Le Parti social-démocrate a remis lundi des spéculations criminelles contre le sous-ministre au ministère de l'Environnement, de l'Aménagement du Territoire et des Infrastructures, Hysen Durmish, pour abus de position officielle pour la signature de l'accord de bande nuisible avec l'entreprise “Autto Control Kosova”. Dans ce cas, le président du PSD, Dardan Moliqaj a déclaré dans l'offre pour les billets collants de [...]
Le Parti social-démocrate a remis lundi des spéculations criminelles contre le sous-ministre au ministère de l'Environnement, de l'Aménagement du Territoire et des Infrastructures, Hysen Durmish, pour abus de position officielle pour la signature de l'accord de bande nuisible avec l'entreprise “Autto Control Kosova”.
Dans ce cas, le président du PSD, Dardan Moliqaj a déclaré que dans l'appel d'offres pour les billets de voiture collants, il y a eu consommation d'actes criminels.
Selon lui, le gouvernement du Kosovo favorise les grandes entreprises en braquant les biens matériels des citoyens.
“Nous venons de remettre une plainte pénale à l'Accusation du Kosovo et il s'agit de l'offre pour les billets de voiture collants. Nous considérons qu'un tel billet est injuste, inutile et qu'il extorque les biens matériels des citoyens de la République du Kosovo. Un tel changement présente des symptômes évidents de ce gouvernement, qui favorisera les grandes entreprises privées, soit en les créant à partir de zéro, et croit également qu'il y a eu une consommation d'actes criminels” ici, a-t-il dit.
Et le membre de la direction, Dren Kukaj, a déclaré qu'il y a deux questions incriminant Hysen Durmish dans la qualité du sous-ministre de l'Environnement, Planification spatiale et Infrastructures.
Le “est à l'origine la procédure qui a précédé cet accord.

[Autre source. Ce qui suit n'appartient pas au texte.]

use crate::model::card::{Card, CardId};
use crate::model::rank::Rank;
use crate::model::trump::TrumpContext;
use core::fmt;
use serde::{Deserialize, Serialize};
use std::cmp::Ordering;

#[derive(Debug, Clone, Copy, PartialEq, Eq, Hash, PartialOrd, Ord, Serialize, Deserialize)]
#[serde(rename_all = "snake_case")]
pub enum PlayKind {
    Single,
    Pair,
    Triple,
    TripleWithPair,
    TriplePair,
    Plate,
    Straight,
    StraightFlush,
    Bomb,
    FourKings,
}

impl PlayKind {
    pub const ALL: [PlayKind; 10] = [
        PlayKind::Single,
        PlayKind::Pair,
        PlayKind::Triple,
        PlayKind::TripleWithPair,
        PlayKind::TriplePair,
        PlayKind::Plate,
        PlayKind::Straight,
        PlayKind::StraightFlush,
        PlayKind::Bomb,
        PlayKind::FourKings,
    ];

    pub const fn index(self) -> usize {
        self as usize
    }

    /// Bombs and four-kings outrank every ordinary play.
    pub const fn is_bomb(self) -> bool {
        matches!(self, PlayKind::Bomb | PlayKind::FourKings)
    }

    pub const fn as_str(self) -> &'static str {
        match self {
            PlayKind::Single => "single",
            PlayKind::Pair => "pair",
            PlayKind::Triple => "triple",
            PlayKind::TripleWithPair => "triple_with_pair",
            PlayKind::TriplePair => "triple_pair",
            PlayKind::Plate => "plate",
            PlayKind::Straight => "straight",
            PlayKind::StraightFlush => "straight_flush",
            PlayKind::Bomb => "bomb",
            PlayKind::FourKings => "four_kings",
        }
    }
}

impl fmt::Display for PlayKind {
    fn fmt(&self, f: &mut fmt::Formatter<'_>) -> fmt::Result {
        f.write_str(self.as_str())
    }
}

/// A classified set of cards. Cards are stored strongest first.
#[derive(Debug, Clone, PartialEq, Eq, Serialize)]
pub struct Play {
    kind: PlayKind,
    cards: Vec<Card>,
    main: Card,
    trump: TrumpContext,
}

impl Play {
    /// Classifies `cards` under `trump`; `None` means the shape is illegal.
    pub fn classify(cards: &[Card], trump: TrumpContext) -> Option<Play> {
        if cards.is_empty() || has_duplicate_ids(cards) {
            return None;
        }
        let mut sorted = cards.to_vec();
        sorted.sort_by(|a, b| trump.compare_cards(*b, *a));
        let groups = RankGroups::from_cards(&sorted);
        let n = sorted.len();

        let (kind, main) = if n == 4 && sorted.iter().all(|card| card.is_joker()) {
            (PlayKind::FourKings, sorted[0])
        } else if groups.distinct() == 1 {
            let kind = match n {
                1 => PlayKind::Single,
                2 => PlayKind::Pair,
                3 => PlayKind::Triple,
                _ => PlayKind::Bomb,
            };
            (kind, sorted[0])
        } else if n == 5 && groups.shape() == [2, 3] {
            let triple_rank = groups.rank_with_count(3)?;
            let main = sorted.iter().copied().find(|card| card.rank == triple_rank)?;
            (PlayKind::TripleWithPair, main)
        } else if n >= 5 && groups.all_counts(1) && groups.is_run(trump) {
            let same_suit = sorted.iter().all(|card| card.suit == sorted[0].suit);
            let kind = if same_suit {
                PlayKind::StraightFlush
            } else {
                PlayKind::Straight
            };
            (kind, top_of_run(&sorted, trump)?)
        } else if n >= 6 && groups.all_counts(3) && groups.is_run(trump) {
            (PlayKind::Plate, top_of_run(&sorted, trump)?)
        } else if n >= 6 && groups.all_counts(2) && groups.distinct() >= 3 && groups.is_run(trump)
        {
            (PlayKind::TriplePair, top_of_run(&sorted, trump)?)
        } else {
            return None;
        };

        Some(Play {
            kind,
            cards: sorted,
            main,
            trump,
        })
    }

    pub fn kind(&self) -> PlayKind {
        self.kind
    }

    pub fn cards(&self) -> &[Card] {
        &self.cards
    }

    pub fn ids(&self) -> Vec<CardId> {
        self.cards.iter().map(|card| card.id).collect()
    }

    pub fn len(&self) -> usize {
        self.cards.len()
    }

    pub fn is_empty(&self) -> bool {
        self.cards.is_empty()
    }

    /// Card that decides comparisons between plays of the same shape.
    pub fn main_card(&self) -> Card {
        self.main
    }

    pub fn trump(&self) -> TrumpContext {
        self.trump
    }

    pub fn is_bomb(&self) -> bool {
        self.kind.is_bomb()
    }

    /// `Some(ordering)` when the plays are comparable, `None` otherwise.
    pub fn compare(&self, other: &Play) -> Option<Ordering> {
        use PlayKind::{Bomb, FourKings};
        let trump = self.trump;
        match (self.kind, other.kind) {
            (FourKings, FourKings) => Some(Ordering::Equal),
            (FourKings, _) => Some(Ordering::Greater),
            (_, FourKings) => Some(Ordering::Less),
            (Bomb, Bomb) => Some(
                self.len()
                    .cmp(&other.len())
                    .then_with(|| {
                        trump
                            .rank_power(self.main.rank)
                            .cmp(&trump.rank_power(other.main.rank))
                    }),
            ),
            (Bomb, _) => Some(Ordering::Greater),
            (_, Bomb) => Some(Ordering::Less),
            (a, b) if a == b && self.len() == other.len() => {
                Some(trump.compare_strength(self.main, other.main))
            }
            _ => None,
        }
    }

    /// Strictly higher and comparable.
    pub fn can_beat(&self, other: &Play) -> bool {
        self.compare(other) == Some(Ordering::Greater)
    }

    /// Same kind and the same faces, ignoring which deck each card came from.
    pub fn same_faces(&self, other: &Play) -> bool {
        self.kind == other.kind
            && self.cards.len() == other.cards.len()
            && self
                .cards
                .iter()
                .zip(other.cards.iter())
                .all(|(a, b)| a.same_face(*b))
    }

    /// Sort key, weakest first: ordinary plays, then bombs by size, then four-kings.
    pub fn weakness_key(&self) -> (u8, usize, u8, usize) {
        let band = match self.kind {
            PlayKind::FourKings => 2,
            PlayKind::Bomb => 1,
            _ => 0,
        };
        let size = if self.kind == PlayKind::Bomb { self.len() } else { 0 };
        (band, size, self.trump.power(self.main), self.len())
    }
}

impl fmt::Display for Play {
    fn fmt(&self, f: &mut fmt::Formatter<'_>) -> fmt::Result {
        write!(f, "{}[", self.kind)?;
        for (i, card) in self.cards.iter().enumerate() {
            if i > 0 {
                f.write_str(" ")?;
            }
            write!(f, "{card}")?;
        }
        f.write_str("]")
    }
}

fn has_duplicate_ids(cards: &[Card]) -> bool {
    let mut ids: Vec<CardId> = cards.iter().map(|card| card.id).collect();
    ids.sort();
    ids.windows(2).any(|pair| pair[0] == pair[1])
}

/// Highest-ranked card of a run; ties resolved by trump strength.
fn top_of_run(sorted: &[Card], trump: TrumpContext) -> Option<Card> {
    sorted.iter().copied().max_by(|a, b| {
        a.rank
            .cmp(&b.rank)
            .then_with(|| trump.compare_cards(*a, *b))
    })
}

/// Per-rank card counts for a candidate play.
struct RankGroups {
    counts: [u8; 15],
}

impl RankGroups {
    fn from_cards(cards: &[Card]) -> Self {
        let mut counts = [0u8; 15];
        for card in cards {
            counts[card.rank.index()] += 1;
        }
        Self { counts }
    }

    fn present(&self) -> impl Iterator<Item = (Rank, u8)> + '_ {
        Rank::ALL
            .iter()
            .copied()
            .zip(self.counts.iter().copied())
            .filter(|(_, count)| *count > 0)
    }

    fn distinct(&self) -> usize {
        self.present().count()
    }

    /// Sorted multiset of group sizes.
    fn shape(&self) -> Vec<u8> {
        let mut shape: Vec<u8> = self.present().map(|(_, count)| count).collect();
        shape.sort_unstable();
        shape
    }

    fn all_counts(&self, expected: u8) -> bool {
        self.present().all(|(_, count)| count == expected)
    }

    fn rank_with_count(&self, expected: u8) -> Option<Rank> {
        self.present()
            .find(|(_, count)| *count == expected)
            .map(|(rank, _)| rank)
    }

    /// Consecutive natural ranks, none of them jokers or the trump rank.
    fn is_run(&self, trump: TrumpContext) -> bool {
        let ranks: Vec<Rank> = self.present().map(|(rank, _)| rank).collect();
        if ranks.iter().any(|rank| !trump.runs_allow(*rank)) {
            return false;
        }
        ranks
            .windows(2)
            .all(|pair| pair[1].value() == pair[0].value() + 1)
    }
}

Ainsi, il y a une tentative continue de ce sous-ministre de maintenir en vie une procédure qui a déjà été plainte par des mécanismes consultatifs, qui n'ont aucun effet juridique et la veille de la signature, nous avons également une décision distincte, qui a été compilée en opposition à la loi sur la procédure d'administration générale et qui est immédiatement liée demain à la”, a-t-il dit.
Il a déclaré que les organes juridiques ont la possibilité de vérifier si les véhicules sont immatriculés ou non, mais même si cela devrait exister, selon lui, il ne devrait pas coûter 5 euros.
“Nous appelons le Procureur de l'État à prendre toutes les mesures d'enquête sous sa responsabilité et à y mettre fin. Nous sommes convaincus que cet accord est nuisible”, a-t-il souligné.